= Beginning of Section =

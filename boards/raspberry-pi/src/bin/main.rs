#[macro_use]
extern crate log;

use std::io::BufRead;
use std::path::Path;
use std::sync::atomic::{AtomicBool, Ordering};
use std::sync::Arc;
use std::thread;
use std::time::Duration;

use env_logger::Env;
use pi_flight::config::{self, Config};
use pi_flight::esc::bench::{self, SpinTest};
use pi_flight::esc::ESCs;
use pi_flight::fcs::{FlightController, Runner};
use pi_flight::hal::imu::AccelGyro;
use pi_flight::imu::calibration::{CalibrationData, Calibrator};
use pi_flight::sync::ControlSlot;
use pi_flight::telemetry::{TelemetrySink, TelemetrySlot};
use pi_flight::types::output::Position;
use raspberry_pi::State;

const DEFAULT_CONFIG: &str = "config/drone.yaml";
const CALIBRATION_INTERVAL: Duration = Duration::from_millis(5);
const SLEEP_SLICE: Duration = Duration::from_millis(50);

#[cfg(target_os = "linux")]
fn open_sensor(config: &config::IMU) -> Result<Box<dyn AccelGyro + Send>, String> {
    use drivers::mpu6050::Mpu6050;

    let i2c = drivers::rpi::open_i2c(config.i2c_bus, config.read_timeout())
        .map_err(|e| format!("Unable to open I2C bus {}: {}", config.i2c_bus, e))?;
    let mut mpu = Mpu6050::new(i2c, config.address, config.model);
    mpu.init().map_err(|e| format!("MPU init failed: {}", e))?;
    Ok(Box::new(mpu))
}

#[cfg(not(target_os = "linux"))]
fn open_sensor(_: &config::IMU) -> Result<Box<dyn AccelGyro + Send>, String> {
    Err("IMU access requires Linux".to_owned())
}

#[cfg(target_os = "linux")]
fn open_motors(config: &config::Motors) -> Result<[pi_flight::hal::pwm::PWM; 4], String> {
    drivers::rpi::motor_outputs(config.pins, config.pwm_frequency)
        .map_err(|e| format!("Unable to open motor GPIO: {}", e))
}

#[cfg(not(target_os = "linux"))]
fn open_motors(_: &config::Motors) -> Result<[pi_flight::hal::pwm::PWM; 4], String> {
    Err("GPIO access requires Linux".to_owned())
}

fn init_logger(config: &Config) {
    let level = config.logging.level.to_string().to_lowercase();
    env_logger::Builder::from_env(Env::default().default_filter_or(level)).init();
}

fn fly(config: Config) -> Result<(), String> {
    let calibration = CalibrationData::load(&config.imu.calibration_file)
        .map_err(|e| format!("{}: {}", config.imu.calibration_file.display(), e))?;
    info!("Calibration loaded {:?}", calibration);
    let sensor = open_sensor(&config.imu)?;
    let outputs = open_motors(&config.motors)?;

    let stop = stop_flag()?;

    let control = Arc::new(ControlSlot::default());
    let telemetry = Arc::new(TelemetrySlot::default());
    let state = State {
        control: control.clone(),
        telemetry: telemetry.clone(),
        stale_timeout: config.controller.stale_timeout(),
    };
    let listen = config.controller.listen;
    thread::Builder::new()
        .name("http".to_owned())
        .spawn(move || {
            let result = actix_web::rt::System::new().block_on(raspberry_pi::serve(listen, state));
            if let Err(e) = result {
                error!("HTTP server stopped: {}", e);
            }
        })
        .map_err(|e| format!("Unable to start HTTP server: {}", e))?;

    let mut controller = FlightController::new(&config, calibration, sensor, outputs, control);
    let sink = TelemetrySink::new(&config.logging, telemetry);
    let mut runner = Runner::new(config.control_loop.rate, stop, sink);
    runner.run(&mut controller);
    info!("Stopped after {} overruns", runner.overruns());
    Ok(())
}

fn calibrate(config: Config, samples: usize, output: &Path) -> Result<(), String> {
    let mut sensor = open_sensor(&config.imu)?;
    info!("Keep the drone level and still, taking {} samples", samples);
    let mut calibrator = Calibrator::default();
    for i in 0..samples {
        match sensor.read() {
            Ok(readout) => calibrator.add(&readout),
            Err(e) => warn!("Sample {} dropped: {}", i, e),
        }
        if (i + 1) % 100 == 0 {
            info!("{}/{} samples", i + 1, samples);
        }
        thread::sleep(CALIBRATION_INTERVAL);
    }
    let data = calibrator.finish().ok_or("No valid sample collected")?;
    data.save(output).map_err(|e| e.to_string())?;
    info!("Calibration saved to {}: {:?}", output.display(), data);
    Ok(())
}

fn stop_flag() -> Result<Arc<AtomicBool>, String> {
    let stop = Arc::new(AtomicBool::new(false));
    let flag = stop.clone();
    ctrlc::set_handler(move || flag.store(true, Ordering::Relaxed))
        .map_err(|e| format!("Unable to install signal handler: {}", e))?;
    Ok(stop)
}

fn prompt(message: &str) {
    println!("{}", message);
    let mut line = String::new();
    if let Err(e) = std::io::stdin().lock().read_line(&mut line) {
        warn!("Unable to read stdin: {}", e);
    }
}

fn motor_test(config: Config, tests: Vec<SpinTest>) -> Result<(), String> {
    let outputs = open_motors(&config.motors)?;
    let stop = stop_flag()?;
    prompt("REMOVE ALL PROPELLERS, press Enter to continue or Ctrl+C to abort");
    if stop.load(Ordering::Relaxed) {
        return Ok(());
    }
    let mut escs = ESCs::new(outputs, &config.motors);
    let sleep = |duration: Duration| {
        let deadline = std::time::Instant::now() + duration;
        while !stop.load(Ordering::Relaxed) {
            let now = std::time::Instant::now();
            if now >= deadline {
                return true;
            }
            thread::sleep(SLEEP_SLICE.min(deadline - now));
        }
        warn!("Motor test interrupted");
        false
    };
    bench::run(&mut escs, &tests, sleep).map_err(|e| e.to_string())
}

fn calibrate_escs(config: Config) -> Result<(), String> {
    let outputs = open_motors(&config.motors)?;
    prompt("REMOVE ALL PROPELLERS and disconnect the battery, then press Enter");
    let mut escs = ESCs::new(outputs, &config.motors);
    let max = config.motors.max_pulse_width;
    escs.calibrate(|micros| {
        if micros == max {
            prompt("Connect the battery now, wait for the ESCs to beep, then press Enter")
        } else {
            prompt("Wait for the confirmation beeps, then press Enter")
        }
    })
    .map_err(|e| e.to_string())?;
    info!("ESCs calibrated");
    Ok(())
}

fn spin_tests(matches: &clap::ArgMatches) -> Result<Vec<SpinTest>, String> {
    let throttle = matches.value_of("throttle").unwrap_or("15");
    let throttle = throttle.parse::<f32>().map_err(|_| "Throttle not a number")?;
    let duration = matches.value_of("duration").unwrap_or("2");
    let duration = duration.parse::<f32>().map_err(|_| "Duration not a number")?;
    let duration = Duration::try_from_secs_f32(duration).map_err(|e| e.to_string())?;
    if matches.is_present("all") {
        return Ok(vec![SpinTest::new(None, throttle, duration)]);
    }
    match matches.value_of("motor") {
        Some(motor) => {
            let index = motor.parse::<usize>().map_err(|_| "Motor not a number")?;
            let position = match index {
                1..=4 => Position::ALL[index - 1],
                _ => return Err(format!("No such motor {}, expect 1 to 4", index)),
            };
            Ok(vec![SpinTest::new(Some(position), throttle, duration)])
        }
        None => Ok(bench::each_motor(throttle, duration)),
    }
}

fn run<'a>(matches: &clap::ArgMatches<'a>) -> Result<(), String> {
    let config_path = matches.value_of("config").unwrap_or(DEFAULT_CONFIG);
    let config = config::load(config_path).map_err(|e| e.to_string())?;
    init_logger(&config);
    match matches.subcommand() {
        ("calibrate", Some(sub)) => {
            let samples = sub.value_of("samples").unwrap_or("1000");
            let samples = samples.parse::<usize>().map_err(|_| "Samples not a number")?;
            let output = match sub.value_of("output") {
                Some(path) => Path::new(path).to_path_buf(),
                None => config.imu.calibration_file.clone(),
            };
            calibrate(config, samples, &output)
        }
        ("motor-test", Some(sub)) => {
            let tests = spin_tests(sub)?;
            motor_test(config, tests)
        }
        ("calibrate-escs", _) => calibrate_escs(config),
        _ => fly(config),
    }
}

fn main() {
    let matches = clap::App::new("pi-flight")
        .version(env!("CARGO_PKG_VERSION"))
        .about("Raspberry Pi quadrotor flight controller")
        .arg(
            clap::Arg::with_name("config")
                .short("c")
                .long("config")
                .help("Config file")
                .takes_value(true),
        )
        .subcommand(clap::SubCommand::with_name("fly").about("Run the control loop"))
        .subcommand(
            clap::SubCommand::with_name("calibrate")
                .about("Measure IMU offsets with the drone level and still")
                .arg(
                    clap::Arg::with_name("samples")
                        .long("samples")
                        .help("Number of samples")
                        .takes_value(true),
                )
                .arg(
                    clap::Arg::with_name("output")
                        .short("o")
                        .long("output")
                        .help("Calibration file, defaults to the configured one")
                        .takes_value(true),
                ),
        )
        .subcommand(
            clap::SubCommand::with_name("motor-test")
                .about("Spin motors with the propellers removed")
                .arg(
                    clap::Arg::with_name("motor")
                        .short("m")
                        .long("motor")
                        .help("1 front-left, 2 front-right, 3 rear-left, 4 rear-right, each in turn if omitted")
                        .takes_value(true),
                )
                .arg(
                    clap::Arg::with_name("all")
                        .long("all")
                        .help("All motors together")
                        .conflicts_with("motor"),
                )
                .arg(
                    clap::Arg::with_name("throttle")
                        .long("throttle")
                        .help("Percent, 5 to 30 for one motor, 5 to 20 for all")
                        .takes_value(true),
                )
                .arg(
                    clap::Arg::with_name("duration")
                        .long("duration")
                        .help("Seconds, 1 to 5")
                        .takes_value(true),
                ),
        )
        .subcommand(
            clap::SubCommand::with_name("calibrate-escs")
                .about("Teach the ESCs the configured pulse width range"),
        )
        .get_matches();
    if let Err(error) = run(&matches) {
        eprintln!("{}", error);
        std::process::exit(1);
    }
}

= End of Section =

■ The problem
Count every line of the data above where "error" appears, and give the total only.

■ Task response
3